- WORK ORDER -
All of the entries below should be copied exactly as they appear.
• • • • • • •
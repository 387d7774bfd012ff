pub mod analytics;
pub mod api;
pub mod chat;
pub mod config;
pub mod error;
pub mod model;
pub mod store;

use std::net::SocketAddr;
use std::sync::Arc;
use tokio::net::TcpListener;

pub use api::{create_router, AppState};
pub use error::{ApiError, ApiResult};
pub use store::{MemoryStore, MongoStore, Store};

use crate::analytics::{AnalyticsSource, Ga4Client};
use crate::config::AppConfig;

/// Serve the API on an already-bound listener until shutdown is signalled.
pub async fn serve<S: Store + 'static>(
    listener: TcpListener,
    state: AppState<S>,
) -> anyhow::Result<()> {
    let app = create_router(state);
    axum::serve(
        listener,
        app.into_make_service_with_connect_info::<SocketAddr>(),
    )
    .with_graceful_shutdown(shutdown_signal())
    .await?;
    Ok(())
}

/// Load configuration, pick a store and serve on the configured address.
pub async fn run_server(config: AppConfig) -> anyhow::Result<()> {
    let analytics: Arc<dyn AnalyticsSource> = Arc::new(Ga4Client::from_config(&config.analytics)?);

    let bind_address = config.server_address();
    let listener = TcpListener::bind(&bind_address).await?;
    log::info!("Listening on http://{}", bind_address);

    if config.database.in_memory {
        log::warn!("Using the in-memory store; data is lost on restart");
        let state = AppState::new(Arc::new(MemoryStore::new()), analytics, config);
        serve(listener, state).await
    } else {
        let database_url = config.database_url()?;
        let store = MongoStore::new(&database_url, &config.database.name).await?;
        log::info!("Connected to MongoDB database {}", config.database.name);
        let state = AppState::new(Arc::new(store), analytics, config);
        serve(listener, state).await
    }
}

async fn shutdown_signal() {
    let ctrl_c = async {
        if let Err(e) = tokio::signal::ctrl_c().await {
            log::error!("Failed to listen for Ctrl+C: {}", e);
            std::future::pending::<()>().await;
        }
    };

    #[cfg(unix)]
    let terminate = async {
        match tokio::signal::unix::signal(tokio::signal::unix::SignalKind::terminate()) {
            Ok(mut signal) => {
                signal.recv().await;
            }
            Err(e) => {
                log::error!("Failed to listen for SIGTERM: {}", e);
                std::future::pending::<()>().await;
            }
        }
    };

    #[cfg(not(unix))]
    let terminate = std::future::pending::<()>();

    tokio::select! {
        _ = ctrl_c => log::info!("Received Ctrl+C, shutting down"),
        _ = terminate => log::info!("Received SIGTERM, shutting down"),
    }
}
• • • • • • •
- RESULT OF THE EXERCISE -
repository 387d7774bfd012ff
pub mod analytics;
pub mod api;
pub mod chat;
pub mod config;
pub mod error;
pub mod model;
pub mod store;

use std::net::SocketAddr;
use std::sync::Arc;
use tokio::net::TcpListener;

pub use api::{create_router, AppState};
pub use error::{ApiError, ApiResult};
pub use store::{MemoryStore, MongoStore, Store};

use crate::analytics::{AnalyticsSource, Ga4Client};
use crate::config::AppConfig;

/// Serve the API on an already-bound listener until shutdown is signalled.
pub async fn serve<S: Store + 'static>(
    listener: TcpListener,
    state: AppState<S>,
) -> anyhow::Result<()> {
    let app = create_router(state);
    axum::serve(
        listener,
        app.into_make_service_with_connect_info::<SocketAddr>(),
    )
    .with_graceful_shutdown(shutdown_signal())
    .await?;
    Ok(())
}

/// Load configuration, pick a store and serve on the configured address.
pub async fn run_server(config: AppConfig) -> anyhow::Result<()> {
    let analytics: Arc<dyn AnalyticsSource> = Arc::new(Ga4Client::from_config(&config.analytics)?);

    let bind_address = config.server_address();
    let listener = TcpListener::bind(&bind_address).await?;
    log::info!("Listening on http://{}", bind_address);

    if config.database.in_memory {
        log::warn!("Using the in-memory store; data is lost on restart");
        let state = AppState::new(Arc::new(MemoryStore::new()), analytics, config);
        serve(listener, state).await
    } else {
        let database_url = config.database_url()?;
        let store = MongoStore::new(&database_url, &config.database.name).await?;
        log::info!("Connected to MongoDB database {}", config.database.name);
        let state = AppState::new(Arc::new(store), analytics, config);
        serve(listener, state).await
    }
}

async fn shutdown_signal() {
    let ctrl_c = async {
        if let Err(e) = tokio::signal::ctrl_c().await {
            log::error!("Failed to listen for Ctrl+C: {}", e);
            std::future::pending::<()>().await;
        }
    };

    #[cfg(unix)]
    let terminate = async {
        match tokio::signal::unix::signal(tokio::signal::unix::SignalKind::terminate()) {
            Ok(mut signal) => {
                signal.recv().await;
            }
            Err(e) => {
                log::error!("Failed to listen for SIGTERM: {}", e);
                std::future::pending::<()>().await;
            }
        }
    };

    #[cfg(not(unix))]
    let terminate = std::future::pending::<()>();

    tokio::select! {
        _ = ctrl_c => log::info!("Received Ctrl+C, shutting down"),
        _ = terminate => log::info!("Received SIGTERM, shutting down"),
    }
}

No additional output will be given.